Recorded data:
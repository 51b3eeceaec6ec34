//! Error types for the sprite player

use serde::{Deserialize, Serialize};

/// Errors raised while building or driving a sprite player.
#[derive(thiserror::Error, Debug, Clone, PartialEq, Serialize, Deserialize)]
#[non_exhaustive]
pub enum SpriteError {
    /// Frame rate must be positive and finite
    #[error("Invalid frame rate: {frame_rate}")]
    InvalidFrameRate { frame_rate: f64 },

    /// Frame count must be at least one
    #[error("Invalid frame count: {frame_count}")]
    InvalidFrameCount { frame_count: usize },

    /// Sprite-sheet cells must have a non-zero size
    #[error("Invalid frame size: {width}x{height}")]
    InvalidFrameSize { width: u32, height: u32 },

    /// Sprite-sheet grid has more cells than can be indexed
    #[error("Sprite sheet grid of {columns}x{rows} cells is too large")]
    GridTooLarge { columns: u32, rows: u32 },

    /// Configured frame count is larger than what the source provides
    #[error("Frame count {requested} exceeds the {available} frames provided by the source")]
    FrameCountExceedsSource { requested: usize, available: usize },

    /// Manual players must be given the elapsed time explicitly
    #[error("Elapsed time is required when manual update is enabled")]
    MissingElapsed,

    /// Elapsed time must be non-negative and finite
    #[error("Invalid elapsed time: {elapsed_ms}ms")]
    InvalidElapsed { elapsed_ms: f64 },

    /// The source has no descriptor at the given index
    #[error("Frame not found: {index}")]
    FrameNotFound { index: usize },

    /// The sink failed to render a frame
    #[error("Failed to render frame {frame}: {reason}")]
    Render { frame: usize, reason: String },

    /// Configuration could not be parsed
    #[error("Serialization error: {reason}")]
    Serialization { reason: String },
}

impl SpriteError {
    /// Build a render failure for sinks. The frame index is filled in by the player.
    pub fn render(reason: impl Into<String>) -> Self {
        Self::Render {
            frame: 0,
            reason: reason.into(),
        }
    }

    /// Errors a host can recover from by carrying on ticking.
    #[inline]
    pub fn is_recoverable(&self) -> bool {
        matches!(
            self,
            Self::Render { .. } | Self::InvalidElapsed { .. } | Self::MissingElapsed
        )
    }

    /// Error category for logging
    #[inline]
    pub fn category(&self) -> &'static str {
        match self {
            Self::InvalidFrameRate { .. }
            | Self::InvalidFrameCount { .. }
            | Self::InvalidFrameSize { .. }
            | Self::FrameCountExceedsSource { .. } => "config",
            Self::MissingElapsed | Self::InvalidElapsed { .. } => "timing",
            Self::FrameNotFound { .. } | Self::GridTooLarge { .. } => "source",
            Self::Render { .. } => "render",
            Self::Serialization { .. } => "serialization",
        }
    }

    pub(crate) fn at_frame(self, index: usize) -> Self {
        match self {
            Self::Render { reason, .. } => Self::Render {
                frame: index,
                reason,
            },
            other => other,
        }
    }
}

impl From<serde_json::Error> for SpriteError {
    fn from(err: serde_json::Error) -> Self {
        Self::Serialization {
            reason: err.to_string(),
        }
    }
}
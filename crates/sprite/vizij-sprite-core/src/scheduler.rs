//! Frame scheduling and time sources.
//!
//! A [`FrameScheduler`] plays the role of the host's animation-frame provider:
//! the player arms it with [`FrameScheduler::schedule`] and disarms it with
//! [`FrameScheduler::cancel`]. On each host frame the host calls
//! [`crate::Player::service_frame`], which claims only the player's own due
//! request with [`FrameScheduler::take`], so several players can share one
//! scheduler. A [`Clock`] supplies wall-clock milliseconds for players that
//! are not driven manually.

use std::cell::{Cell, RefCell};
use std::collections::VecDeque;
use std::rc::Rc;

use serde::{Deserialize, Serialize};

/// Opaque handle to a pending frame callback.
#[derive(Copy, Clone, Debug, Eq, PartialEq, Hash, Serialize, Deserialize)]
pub struct FrameHandle(pub u64);

/// Host animation-frame provider.
pub trait FrameScheduler {
    /// Request a callback on the next frame.
    fn schedule(&mut self) -> FrameHandle;

    /// Drop a pending request. Unknown or already delivered handles are ignored.
    fn cancel(&mut self, handle: FrameHandle);

    /// Next request whose frame has arrived, if any, removing it.
    fn next_due(&mut self) -> Option<FrameHandle>;

    /// Remove `handle` if its frame has arrived. Returns whether it was due.
    /// Other pending requests are left untouched.
    fn take(&mut self, handle: FrameHandle) -> bool;

    /// Whether `handle` is still waiting to be delivered.
    fn is_pending(&self, handle: FrameHandle) -> bool;
}

#[derive(Debug, Default)]
struct QueueState {
    next: u64,
    pending: VecDeque<FrameHandle>,
}

/// First-in first-out frame requests; every pending request is due on the next
/// poll. Clones share the same queue.
#[derive(Debug, Clone, Default)]
pub struct FrameQueue {
    state: Rc<RefCell<QueueState>>,
}

impl FrameQueue {
    pub fn new() -> Self {
        Self::default()
    }

    /// Number of requests waiting to be delivered.
    pub fn pending_count(&self) -> usize {
        self.state.borrow().pending.len()
    }
}

impl FrameScheduler for FrameQueue {
    fn schedule(&mut self) -> FrameHandle {
        let mut state = self.state.borrow_mut();
        state.next = state.next.wrapping_add(1);
        let handle = FrameHandle(state.next);
        state.pending.push_back(handle);
        handle
    }

    fn cancel(&mut self, handle: FrameHandle) {
        self.state.borrow_mut().pending.retain(|h| *h != handle);
    }

    fn next_due(&mut self) -> Option<FrameHandle> {
        self.state.borrow_mut().pending.pop_front()
    }

    fn take(&mut self, handle: FrameHandle) -> bool {
        let mut state = self.state.borrow_mut();
        match state.pending.iter().position(|h| *h == handle) {
            Some(index) => {
                state.pending.remove(index);
                true
            }
            None => false,
        }
    }

    fn is_pending(&self, handle: FrameHandle) -> bool {
        self.state.borrow().pending.contains(&handle)
    }
}

/// Monotonic millisecond time source.
pub trait Clock {
    fn now_ms(&self) -> f64;
}

/// Wall clock measured from construction.
#[derive(Debug, Clone, Copy)]
pub struct SystemClock {
    origin: instant::Instant,
}

impl SystemClock {
    pub fn new() -> Self {
        Self {
            origin: instant::Instant::now(),
        }
    }
}

impl Default for SystemClock {
    fn default() -> Self {
        Self::new()
    }
}

impl Clock for SystemClock {
    fn now_ms(&self) -> f64 {
        self.origin.elapsed().as_secs_f64() * 1000.0
    }
}

/// Clock that only moves when told to. Clones share the same time.
#[derive(Debug, Clone, Default)]
pub struct ManualClock {
    now_ms: Rc<Cell<f64>>,
}

impl ManualClock {
    pub fn new() -> Self {
        Self::default()
    }

    pub fn advance(&self, ms: f64) {
        self.now_ms.set(self.now_ms.get() + ms);
    }

    pub fn set(&self, ms: f64) {
        self.now_ms.set(ms);
    }
}

impl Clock for ManualClock {
    fn now_ms(&self) -> f64 {
        self.now_ms.get()
    }
}
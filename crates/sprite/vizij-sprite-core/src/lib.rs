//! Vizij Sprite Core (engine-agnostic)
//!
//! Frame-sequence playback for sprite-sheet animations: a [`Player`] advances
//! a frame index at a fixed rate over a [`FrameSource`] and renders through a
//! [`FrameSink`], with play/pause/stop, seeking, looping and yoyo playback.
//! Adapters (wasm, native render loops) supply the source, the sink and,
//! optionally, the frame scheduler and clock.

pub mod config;
pub mod error;
pub mod events;
pub mod frames;
pub mod player;
pub mod scheduler;
pub mod state;
pub mod timing;

// Re-exports for consumers (adapters)
pub use config::{PlayerConfig, DEFAULT_FRAME_RATE};
pub use error::SpriteError;
pub use events::{
    EventKind, EventListener, EventLog, ListenerId, LoggingListener, Notifier, PlayerEvent,
};
pub use frames::{FrameRect, FrameSink, FrameSource, GridSheet, RecordingSink};
pub use player::Player;
pub use scheduler::{Clock, FrameHandle, FrameQueue, FrameScheduler, ManualClock, SystemClock};
pub use state::PlaybackState;
pub use timing::FrameTimer;

/// Sprite player result type
pub type Result<T> = core::result::Result<T, SpriteError>;
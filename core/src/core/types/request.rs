//! Outgoing HTTP request and per-call options.

use serde_json::Value;
use std::collections::BTreeMap;
use std::fmt;

/// HTTP methods the backend understands.
#[derive(Clone, Copy, Debug, PartialEq, Eq, Hash)]
pub enum Method {
    Get,
    Put,
    Post,
    Delete,
    Options,
}

impl Method {
    pub fn as_str(&self) -> &'static str {
        match self {
            Method::Get => "GET",
            Method::Put => "PUT",
            Method::Post => "POST",
            Method::Delete => "DELETE",
            Method::Options => "OPTIONS",
        }
    }
}

impl fmt::Display for Method {
    fn fmt(&self, f: &mut fmt::Formatter<'_>) -> fmt::Result {
        f.write_str(self.as_str())
    }
}

/// A request ready to be handed to an [`HttpNetwork`](crate::core::traits::HttpNetwork).
#[derive(Clone, Debug, PartialEq)]
pub struct HttpRequest {
    pub method: Method,
    pub url: String,
    /// Query parameters, sorted by key.
    pub params: BTreeMap<String, String>,
    pub body: Option<Value>,
    pub headers: BTreeMap<String, String>,
}

impl HttpRequest {
    pub fn new(method: Method, url: impl Into<String>) -> Self {
        Self {
            method,
            url: url.into(),
            params: BTreeMap::new(),
            body: None,
            headers: BTreeMap::new(),
        }
    }

    pub fn get(url: impl Into<String>) -> Self {
        Self::new(Method::Get, url)
    }

    pub fn with_params(mut self, params: BTreeMap<String, String>) -> Self {
        self.params = params;
        self
    }

    pub fn with_param(mut self, key: impl Into<String>, value: impl Into<String>) -> Self {
        self.params.insert(key.into(), value.into());
        self
    }

    pub fn with_body(mut self, body: Value) -> Self {
        self.body = Some(body);
        self
    }

    pub fn with_header(mut self, key: impl Into<String>, value: impl Into<String>) -> Self {
        self.headers.insert(key.into(), value.into());
        self
    }

    pub fn header(&self, name: &str) -> Option<&str> {
        self.headers
            .iter()
            .find(|(k, _)| k.eq_ignore_ascii_case(name))
            .map(|(_, v)| v.as_str())
    }
}

/// Options for [`HttpService::get`](crate::core::client::HttpService::get).
#[derive(Clone, Debug, Default, PartialEq, Eq)]
pub struct GetOptions {
    /// Ask the server to inline pool elements and seed each one into the cache.
    pub warmup_pool_cache: bool,
    /// Go to the network even if a cached response exists.
    pub bypass_cache: bool,
}

impl GetOptions {
    pub fn warmup() -> Self {
        Self {
            warmup_pool_cache: true,
            ..Self::default()
        }
    }

    pub fn bypass() -> Self {
        Self {
            bypass_cache: true,
            ..Self::default()
        }
    }
}

/// Options for put and post.
#[derive(Clone, Debug, Default, PartialEq, Eq)]
pub struct WriteOptions {
    /// Send the resource body as-is instead of running export.
    pub no_export: bool,
    /// Keep the metadata sheet on export.
    pub keep_metadata: bool,
}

_Brief_. Lines above that contain the string "QueueState" make up the answer.

_Exercise solution_.
struct QueueState {
    state: Rc<RefCell<QueueState>>,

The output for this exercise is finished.